Diabetes And Exercise

When to monitor your blood sugar

Dr Tareq Salahuddin

Diabetes and exercise go hand in hand, at least when it comes to managing your diabetes. Exercise can help you improve your blood sugar control, as well as boost your overall fitness and reduce your risk of heart disease and nerve damage. But diabetes and exercise pose unique challenges, too. Remember to track your blood sugar before, during and after exercise. Your records will reveal how your body responds to exercise and help you prevent potentially dangerous blood sugar fluctuations. Before exercise: Check your blood sugar before your workout
For the best health benefits, experts recommend 2.5 hours a week of moderately intense physical activities. Examples include fast walking, lap swimming or bicycling. Be sure to check with your doctor to see if these recommendations are safe for you.

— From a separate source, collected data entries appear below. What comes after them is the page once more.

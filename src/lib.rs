//! # pyqemu-core - Analysis Plugin Binding for an Emulator
//!
//! Gives analysis scripts typed, synchronous access to a running emulator:
//! - CPU handles resolving registers by name
//! - Register read/write with width-checked byte encoding
//! - Virtual (per-CPU) and physical memory regions
//! - QObject tagged values for building job messages
//! - Job submission to named emulator queues
//!
//! ## Architecture
//!
//! Every handle holds a [`BackendHandle`] and forwards to it; nothing is
//! cached between calls.
//! ```text
//!                    ┌──────────────────────────────────┐
//!   scripts ──────▶  │   Cpu / Register / MemoryRegion  │
//!   (pyo3 module)    │   JobClient ◀── QObject (JSON)   │
//!                    └───────────────┬──────────────────┘
//!                                    │ dyn Backend
//!                    ┌───────────────▼──────────────────┐
//!                    │ emulator hooks  |  SimBackend    │
//!                    └──────────────────────────────────┘
//! ```

// Enforce strict safety at compile time
#![deny(unsafe_code)]
#![warn(missing_debug_implementations)]
#![warn(rust_2018_idioms)]

pub mod backend;
pub mod cpu;
pub mod jobs;
pub mod memory;
pub mod qobject;
pub mod register;
pub mod runtime;
pub mod types;
pub mod validation;

// Internal utilities
pub mod observability;

#[cfg(feature = "py-bindings")]
mod python;

pub use backend::{Backend, BackendHandle, RegisterValue, SimBackend};
pub use cpu::Cpu;
pub use jobs::JobClient;
pub use memory::{AddressSpace, MemoryRegion};
pub use qobject::{QDict, QList, QNum, QObject, QType};
pub use register::Register;
pub use types::{Config, CpuId, Error, QueueName, Result};
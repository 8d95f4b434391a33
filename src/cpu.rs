//! CPU context.
//!
//! A [`Cpu`] scopes register and virtual-memory access to one emulated CPU.
//! Physical memory and the register namespace are not tied to a CPU and are
//! exposed as associated functions taking the backend directly.

use bytes::Bytes;
use std::collections::BTreeSet;
use std::fmt;

use crate::backend::BackendHandle;
use crate::memory::MemoryRegion;
use crate::register::Register;
use crate::types::{CpuId, RegisterCase, Result};

#[derive(Clone)]
pub struct Cpu {
    backend: BackendHandle,
    id: CpuId,
    register_case: RegisterCase,
}

impl fmt::Debug for Cpu {
    fn fmt(&self, f: &mut fmt::Formatter<'_>) -> fmt::Result {
        f.debug_struct("Cpu")
            .field("id", &self.id)
            .field("register_case", &self.register_case)
            .finish()
    }
}

impl Cpu {
    /// Context for `id`, or for the backend's current CPU when `None`.
    pub fn new(backend: BackendHandle, id: Option<CpuId>) -> Result<Self> {
        let id = match id {
            Some(id) => id,
            None => backend.current_cpu()?,
        };
        Ok(Self::with_id(backend, id))
    }

    pub fn current(backend: BackendHandle) -> Result<Self> {
        Self::new(backend, None)
    }

    pub fn with_id(backend: BackendHandle, id: CpuId) -> Self {
        Self {
            backend,
            id,
            register_case: RegisterCase::default(),
        }
    }

    /// Change how names passed to [`Cpu::register`] are normalized.
    pub fn with_register_case(mut self, register_case: RegisterCase) -> Self {
        self.register_case = register_case;
        self
    }

    pub fn id(&self) -> CpuId {
        self.id
    }

    pub fn backend(&self) -> &BackendHandle {
        &self.backend
    }

    // =========================================================================
    // Registers
    // =========================================================================

    /// Accessor for register `name` on this CPU. With the default
    /// [`RegisterCase::Upper`], `rax` resolves to `RAX`.
    pub fn register(&self, name: &str) -> Result<Register> {
        let name = self.register_case.normalize(name);
        Register::new(self.backend.clone(), self.id, name)
    }

    /// One accessor per register the backend knows about.
    pub fn registers(&self) -> Result<Vec<Register>> {
        self.backend
            .register_names()?
            .into_iter()
            .map(|name| Register::new(self.backend.clone(), self.id, name))
            .collect()
    }

    pub fn register_names(&self) -> Result<BTreeSet<String>> {
        Self::backend_register_names(&self.backend)
    }

    /// Register names for the emulated architecture.
    pub fn backend_register_names(backend: &BackendHandle) -> Result<BTreeSet<String>> {
        backend.register_names()
    }

    // =========================================================================
    // Virtual memory
    // =========================================================================

    /// Write `data` at `address`, through a region sized to the payload.
    pub fn set_virtual_memory(&self, address: u64, data: &[u8]) -> Result<()> {
        self.virtual_memory_region(address, data.len()).write(data)
    }

    pub fn virtual_memory(&self, address: u64, size: usize) -> Result<Bytes> {
        self.virtual_memory_region(address, size).read()
    }

    pub fn virtual_memory_region(&self, address: u64, size: usize) -> MemoryRegion {
        MemoryRegion::virtual_memory(self.backend.clone(), self.id, address, size)
    }

    // =========================================================================
    // Physical memory (CPU-independent)
    // =========================================================================

    pub fn set_physical_memory(backend: &BackendHandle, address: u64, data: &[u8]) -> Result<()> {
        Self::physical_memory_region(backend, address, data.len()).write(data)
    }

    pub fn physical_memory(backend: &BackendHandle, address: u64, size: usize) -> Result<Bytes> {
        Self::physical_memory_region(backend, address, size).read()
    }

    pub fn physical_memory_region(backend: &BackendHandle, address: u64, size: usize) -> MemoryRegion {
        MemoryRegion::physical_memory(backend.clone(), address, size)
    }
}
//! Observability utilities.

use std::sync::OnceLock;
use tracing_subscriber::{fmt, prelude::*, EnvFilter};

use crate::types::ObservabilityConfig;

static TRACING_INIT: OnceLock<()> = OnceLock::new();

/// Initialize tracing subscriber once for the process.
///
/// Log format defaults to plain text and can be switched to JSON via
/// `PYQEMU_LOG_FORMAT=json`. Filter defaults to `info` if `RUST_LOG` is unset.
pub fn init_tracing() {
    let json = std::env::var("PYQEMU_LOG_FORMAT")
        .map(|v| v.eq_ignore_ascii_case("json"))
        .unwrap_or(false);
    let filter = EnvFilter::try_from_default_env().unwrap_or_else(|_| EnvFilter::new("info"));
    install(filter, json);
}

/// Initialize tracing from explicit configuration. `RUST_LOG` still wins when set.
pub fn init_tracing_with(config: &ObservabilityConfig) {
    let filter = EnvFilter::try_from_default_env()
        .unwrap_or_else(|_| EnvFilter::new(config.log_level.as_str()));
    install(filter, config.json_logs);
}

fn install(env_filter: EnvFilter, json: bool) {
    TRACING_INIT.get_or_init(|| {
        let result = if json {
            tracing_subscriber::registry()
                .with(env_filter)
                .with(fmt::layer().json())
                .try_init()
        } else {
            tracing_subscriber::registry()
                .with(env_filter)
                .with(fmt::layer().compact())
                .try_init()
        };

        if let Err(err) = result {
            eprintln!("tracing init skipped: {err}");
        }
    });
}
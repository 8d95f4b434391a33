//! Strongly-typed identifiers.
//!
//! All IDs are validated at construction time and implement common traits.

use serde::{Deserialize, Serialize};
use std::fmt;

use super::errors::{Error, Result};
use crate::validation::validate_non_empty;

/// Emulator CPU index as reported by the backend.
#[derive(
    Debug, Clone, Copy, Default, PartialEq, Eq, PartialOrd, Ord, Hash, Serialize, Deserialize,
)]
#[serde(transparent)]
pub struct CpuId(u32);

impl CpuId {
    pub const fn new(index: u32) -> Self {
        Self(index)
    }

    pub const fn index(self) -> u32 {
        self.0
    }
}

impl From<u32> for CpuId {
    fn from(index: u32) -> Self {
        Self(index)
    }
}

impl fmt::Display for CpuId {
    fn fmt(&self, f: &mut fmt::Formatter<'_>) -> fmt::Result {
        write!(f, "cpu{}", self.0)
    }
}

/// Macro to define a strongly-typed, non-empty string name.
///
/// Generates: struct, `from_string()`, `as_str()`, Display, Serialize, Deserialize.
macro_rules! define_name {
    ($name:ident, $field:literal) => {
        #[derive(Debug, Clone, PartialEq, Eq, Hash, Serialize, Deserialize)]
        pub struct $name(String);

        impl $name {
            pub fn from_string(s: impl Into<String>) -> Result<Self> {
                let s = s.into();
                validate_non_empty(&s, $field)?;
                Ok(Self(s))
            }

            pub fn as_str(&self) -> &str {
                &self.0
            }
        }

        impl TryFrom<&str> for $name {
            type Error = Error;

            fn try_from(s: &str) -> Result<Self> {
                Self::from_string(s)
            }
        }

        impl fmt::Display for $name {
            fn fmt(&self, f: &mut fmt::Formatter<'_>) -> fmt::Result {
                write!(f, "{}", self.0)
            }
        }
    };
}

define_name!(QueueName, "queue name");

#[cfg(test)]
mod tests {
    use super::*;

    #[test]
    fn test_queue_name_rejects_empty() {
        let err = QueueName::from_string("").unwrap_err();
        assert!(matches!(err, Error::Validation(_)));
        assert!(err.to_string().contains("queue name cannot be empty"));
    }

    #[test]
    fn test_queue_name_round_trip() {
        let queue = QueueName::try_from("ra.jobs").unwrap();
        assert_eq!(queue.as_str(), "ra.jobs");
        assert_eq!(queue.to_string(), "ra.jobs");
    }

    #[test]
    fn test_cpu_id_display() {
        assert_eq!(CpuId::new(2).to_string(), "cpu2");
        assert_eq!(CpuId::from(7).index(), 7);
    }
}
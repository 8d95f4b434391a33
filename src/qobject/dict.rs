use indexmap::IndexMap;
use std::fmt;

use super::{write_quoted, QNum, QObject};
use crate::types::{Error, Result};

/// String-keyed map of QObjects. Keys are unique; insertion order is kept
/// for display and encoding but does not affect equality.
#[derive(Debug, Clone, Default, PartialEq)]
pub struct QDict {
    entries: IndexMap<String, QObject>,
}

impl QDict {
    pub fn new() -> Self {
        Self {
            entries: IndexMap::new(),
        }
    }

    /// Insert or overwrite `key`. The key is stored in its string form.
    pub fn put(&mut self, key: impl ToString, val: impl Into<QObject>) {
        self.entries.insert(key.to_string(), val.into());
    }

    pub fn put_int(&mut self, key: impl ToString, num: i64) {
        self.put(key, QNum::I64(num));
    }

    pub fn put_uint(&mut self, key: impl ToString, num: u64) {
        self.put(key, QNum::U64(num));
    }

    pub fn put_double(&mut self, key: impl ToString, num: f64) {
        self.put(key, QNum::Double(num));
    }

    pub fn put_str(&mut self, key: impl ToString, s: impl Into<String>) {
        self.put(key, QObject::String(s.into()));
    }

    pub fn put_bool(&mut self, key: impl ToString, b: bool) {
        self.put(key, QObject::Bool(b));
    }

    pub fn put_null(&mut self, key: impl ToString) {
        self.put(key, QObject::Null);
    }

    /// Same as [`QDict::put`]; mirrors item assignment.
    pub fn set(&mut self, key: impl ToString, val: impl Into<QObject>) {
        self.put(key, val);
    }

    pub fn get(&self, key: &str) -> Result<&QObject> {
        self.entries
            .get(key)
            .ok_or_else(|| Error::key_not_found(key))
    }

    pub fn get_mut(&mut self, key: &str) -> Result<&mut QObject> {
        self.entries
            .get_mut(key)
            .ok_or_else(|| Error::key_not_found(key))
    }

    pub fn contains_key(&self, key: &str) -> bool {
        self.entries.contains_key(key)
    }

    /// Remove `key`, keeping the order of the remaining entries.
    pub fn remove(&mut self, key: &str) -> Result<QObject> {
        self.entries
            .shift_remove(key)
            .ok_or_else(|| Error::key_not_found(key))
    }

    pub fn len(&self) -> usize {
        self.entries.len()
    }

    pub fn is_empty(&self) -> bool {
        self.entries.is_empty()
    }

    pub fn keys(&self) -> impl Iterator<Item = &str> + '_ {
        self.entries.keys().map(String::as_str)
    }

    pub fn values(&self) -> impl Iterator<Item = &QObject> + '_ {
        self.entries.values()
    }

    pub fn iter(&self) -> impl Iterator<Item = (&str, &QObject)> + '_ {
        self.entries.iter().map(|(k, v)| (k.as_str(), v))
    }
}

impl<'a> IntoIterator for &'a QDict {
    type Item = (&'a String, &'a QObject);
    type IntoIter = indexmap::map::Iter<'a, String, QObject>;

    fn into_iter(self) -> Self::IntoIter {
        self.entries.iter()
    }
}

impl<K: ToString, V: Into<QObject>> FromIterator<(K, V)> for QDict {
    fn from_iter<I: IntoIterator<Item = (K, V)>>(iter: I) -> Self {
        let mut dict = QDict::new();
        for (k, v) in iter {
            dict.put(k, v);
        }
        dict
    }
}

impl fmt::Display for QDict {
    fn fmt(&self, f: &mut fmt::Formatter<'_>) -> fmt::Result {
        f.write_str("{")?;
        for (i, (k, v)) in self.entries.iter().enumerate() {
            if i > 0 {
                f.write_str(", ")?;
            }
            write_quoted(f, k)?;
            f.write_str(": ")?;
            fmt::Display::fmt(v, f)?;
        }
        f.write_str("}")
    }
}

#[cfg(test)]
mod tests {
    use super::*;
    use pretty_assertions::assert_eq;
    use proptest::prelude::*;

    #[test]
    fn test_put_wraps_primitives() {
        let mut d = QDict::new();
        d.put_int("count", 5);
        d.put_str("name", "tracer");

        assert_eq!(d.len(), 2);
        assert_eq!(d.get("count").unwrap().as_num().unwrap().to_i64(), Some(5));
        assert_eq!(d.get("name").unwrap().to_string(), "tracer");
    }

    #[test]
    fn test_reput_keeps_length() {
        let mut d = QDict::new();
        d.put_int("a", 1);
        d.put_bool("a", true);
        assert_eq!(d.len(), 1);
        assert_eq!(d.get("a").unwrap(), &QObject::Bool(true));
    }

    #[test]
    fn test_key_coerced_to_string() {
        let mut d = QDict::new();
        d.put_null(42);
        assert!(d.contains_key("42"));
        assert!(d.get("42").unwrap().is_null());
    }

    #[test]
    fn test_missing_key() {
        let d = QDict::new();
        let err = d.get("nope").unwrap_err();
        assert!(matches!(err, Error::KeyNotFound(ref k) if k == "nope"));
    }

    #[test]
    fn test_get_mut_updates_nested() {
        let mut d = QDict::new();
        d.put("inner", QDict::new());
        d.get_mut("inner")
            .unwrap()
            .as_dict_mut()
            .unwrap()
            .put_int("x", 1);

        let inner = d.get("inner").unwrap().as_dict().unwrap();
        assert_eq!(inner.len(), 1);
    }

    #[test]
    fn test_remove_keeps_order() {
        let mut d: QDict = [("a", 1i64), ("b", 2), ("c", 3)].into_iter().collect();
        d.remove("b").unwrap();
        assert_eq!(d.keys().collect::<Vec<_>>(), vec!["a", "c"]);
        assert!(d.remove("b").is_err());
    }

    #[test]
    fn test_iteration_reflects_current_state() {
        let mut d = QDict::new();
        d.put_int("a", 1);
        assert_eq!(d.keys().count(), 1);
        d.put_int("b", 2);
        assert_eq!(d.keys().count(), 2);
        assert_eq!(d.iter().map(|(k, _)| k).collect::<Vec<_>>(), vec!["a", "b"]);
    }

    #[test]
    fn test_display() {
        let mut d = QDict::new();
        d.put_int("count", 5);
        d.put_str("name", "tracer");
        d.put_bool("ok", false);
        assert_eq!(d.to_string(), "{'count': 5, 'name': tracer, 'ok': False}");
    }

    #[test]
    fn test_equality_ignores_order() {
        let a: QDict = [("x", 1i64), ("y", 2)].into_iter().collect();
        let b: QDict = [("y", 2i64), ("x", 1)].into_iter().collect();
        assert_eq!(a, b);
    }

    proptest! {
        #[test]
        fn prop_len_counts_distinct_keys(keys in proptest::collection::vec("[a-d]{1,2}", 0..32)) {
            let mut d = QDict::new();
            for (i, k) in keys.iter().enumerate() {
                d.put_int(k, i as i64);
            }
            let distinct: std::collections::HashSet<_> = keys.iter().collect();
            prop_assert_eq!(d.len(), distinct.len());
        }
    }
}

If you are taking insulin or medications that can cause low blood sugar (hypoglycemia), test your blood sugar 30 minutes before exercising and once again immediately before exercising. This will help you determine if your blood sugar level is stable, rising or falling and if it is safe to exercise. Consider these general guidelines relative to your blood sugar level. Lower than 100 mg/dL (5.6 mmol/L): Your blood sugar may be too low to exercise safely. Eat a small carbohydrate-containing snack, such as fruit or crackers, before you begin your workout. 100 to 250 mg/dL (5.6 to 13.9 mmol/L): You are fit to go. For most people, this is a safe pre-exercise blood sugar range. 250 mg/dL (13.9 mmol/L) or higher: This is a caution zone. To make sure it is safe to exercise, test your urine for ketones — substances made when your body breaks down fat for energy. Then you should wait to exercise until your urine ketones test kit indicates a low level of ketones in your urine. 300 mg/dL (16.7 mmol/L) or higher: Your blood sugar may be too high to exercise safely, putting you at risk of ketoacidosis. During exercise: Watch for symptoms of low blood sugar
During exercise, low blood sugar is sometimes a concern. Stop exercising if: * Your blood sugar is 70 mg/dL (3.9 mmol/L) or lower * You feel shaky, nervous or confused Eat or drink something to raise your blood sugar level, such as: * 1/2 cup (118 milliliters) of fruit juice * 1/2 cup (118 milliliters) of regular (not diet) soda * Five or six pieces of hard candy Recheck your blood sugar 15 minutes later. If it's still too low, have another serving and test again 15 minutes later. Repeat as needed until your blood sugar reaches at least 70 mg/dL (3.9 mmol/L). After exercise: Check your blood sugar again
After exercise, check your blood sugar right away and then several times during the next few hours. Low blood sugar is possible even hours after exercise. If you do have low blood sugar after exercise, eat a small carbohydrate-containing snack, such as fruit or crackers, or drink a small glass of fruit juice. Exercise may seem like enough work on its own. But testing your blood sugar before, during and after you exercise may be just as important as the exercise itself.